Structure learning for extremal tree models
Sebastian Engelke, Stanislav Volgushev

TL;DR
This paper introduces a non-parametric, data-driven method for learning extremal tree models using extremal correlation and variogram statistics to recover the underlying structure from multivariate extreme event data.
Contribution
It develops a novel, non-parametric approach to infer extremal tree structures directly from data without assuming specific distributional forms.
Findings
Consistent recovery of true tree structure using extremal correlation and variogram-based weights.
Method applicable without parametric assumptions or density requirements.

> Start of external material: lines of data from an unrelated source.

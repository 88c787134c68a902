use anyhow::Result;
use serde::{Deserialize, Serialize};
use std::collections::HashMap;
use std::path::PathBuf;

#[derive(Debug, Serialize, Deserialize, Default)]
struct CredentialsData {
    #[serde(flatten)]
    data: HashMap<String, String>,
}

/// Flat key/value credential file. Holds the catalog tokens and the active
/// local identity between CLI invocations.
pub struct CredentialStore {
    path: PathBuf,
    credentials: HashMap<String, String>,
}

impl CredentialStore {
    pub fn new(path: PathBuf) -> Self {
        Self {
            path,
            credentials: HashMap::new(),
        }
    }

    pub fn load(&mut self) -> Result<()> {
        if self.path.exists() {
            let content = std::fs::read_to_string(&self.path)?;
            let creds_data: CredentialsData = toml::from_str(&content)?;
            self.credentials = creds_data.data;
        }
        Ok(())
    }

    pub fn save(&self) -> Result<()> {
        if let Some(parent) = self.path.parent() {
            std::fs::create_dir_all(parent)?;
        }
        let creds_data = CredentialsData {
            data: self.credentials.clone(),
        };
        let content = toml::to_string_pretty(&creds_data)?;
        std::fs::write(&self.path, content)?;
        Ok(())
    }

    pub fn get(&self, key: &str) -> Option<&String> {
        self.credentials.get(key)
    }

    pub fn set(&mut self, key: String, value: String) {
        self.credentials.insert(key, value);
    }

    pub fn remove(&mut self, key: &str) {
        self.credentials.remove(key);
    }

    // Convenience methods for specific credentials
    pub fn get_tmdb_api_key(&self) -> Option<&String> {
        self.get("tmdb_api_key")
    }

    pub fn set_tmdb_api_key(&mut self, key: String) {
        self.set("tmdb_api_key".to_string(), key);
    }

    pub fn get_tmdb_access_token(&self) -> Option<&String> {
        self.get("tmdb_access_token")
    }

    pub fn set_tmdb_access_token(&mut self, token: String) {
        self.set("tmdb_access_token".to_string(), token);
    }

    /// Uid of the locally signed-in user, if any.
    pub fn get_active_uid(&self) -> Option<&String> {
        self.get("active_uid")
    }

    pub fn set_active_uid(&mut self, uid: String) {
        self.set("active_uid".to_string(), uid);
    }

    pub fn clear_active_uid(&mut self) {
        self.remove("active_uid");
    }
}
use chrono::{DateTime, Utc};
use serde::{Deserialize, Serialize};

/// A star-rated text review of one movie.
///
/// `movie_title`/`movie_year`/`poster_path` are cached catalog metadata for
/// the recent-reviews list; when absent they are back-filled by enrichment,
/// never overwritten once present. Document field names stay camelCase to
/// match the stored collection shape.
#[derive(Debug, Clone, Serialize, Deserialize, PartialEq)]
#[serde(rename_all = "camelCase")]
pub struct Review {
    pub id: String,
    pub movie_id: u64,
    pub user_id: String,
    pub display_name: String,
    #[serde(rename = "photoURL", skip_serializing_if = "Option::is_none")]
    pub photo_url: Option<String>,
    pub rating: u8,
    pub content: String,
    pub created_at: DateTime<Utc>,
    #[serde(skip_serializing_if = "Option::is_none")]
    pub movie_title: Option<String>,
    #[serde(skip_serializing_if = "Option::is_none")]
    pub movie_year: Option<u32>,
    #[serde(skip_serializing_if = "Option::is_none")]
    pub poster_path: Option<String>,
}

impl Review {
    /// Whether all cached movie fields are present, i.e. enrichment has
    /// nothing left to fill.
    pub fn has_movie_info(&self) -> bool {
        self.movie_title.is_some() && self.movie_year.is_some() && self.poster_path.is_some()
    }
}

#[cfg(test)]
mod tests {
    use super::*;
    use chrono::Utc;

    #[test]
    fn test_has_movie_info() {
        let mut review = Review {
            id: "r1".to_string(),
            movie_id: 42,
            user_id: "u1".to_string(),
            display_name: "Ana".to_string(),
            photo_url: None,
            rating: 4,
            content: "Muy buena".to_string(),
            created_at: Utc::now(),
            movie_title: Some("Movie".to_string()),
            movie_year: Some(2020),
            poster_path: None,
        };
        assert!(!review.has_movie_info());
        review.poster_path = Some("/p.jpg".to_string());
        assert!(review.has_movie_info());
    }

    #[test]
    fn test_document_field_names_are_camel_case() {
        let review = Review {
            id: "r1".to_string(),
            movie_id: 42,
            user_id: "u1".to_string(),
            display_name: "Ana".to_string(),
            photo_url: Some("https://example.com/a.png".to_string()),
            rating: 5,
            content: "".to_string(),
            created_at: Utc::now(),
            movie_title: None,
            movie_year: None,
            poster_path: None,
        };
        let json = serde_json::to_value(&review).unwrap();
        assert!(json.get("movieId").is_some());
        assert!(json.get("photoURL").is_some());
        assert!(json.get("createdAt").is_some());
        // Absent cached fields are omitted, not serialized as null
        assert!(json.get("movieTitle").is_none());
    }
}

Enables visual interpretation of complex extremal dependence in multivariate extremes.
Abstract
Extremal graphical models are sparse statistical models for multivariate extreme events. The underlying graph encodes conditional independencies and enables a visual interpretation of the complex extremal dependence structure. For the important case of tree models, we develop a data-driven methodology for learning the graphical structure. We show that sample versions of the extremal correlation and a new summary statistic, which we call the extremal variogram, can be used as weights for a minimum spanning tree to consistently recover the true underlying tree. Remarkably, this implies that extremal tree models can be learned in a completely non-parametric fashion by using simple summary statistics and without the need to assume discrete distributions, existence of densities, or parametric models for bivariate distributions.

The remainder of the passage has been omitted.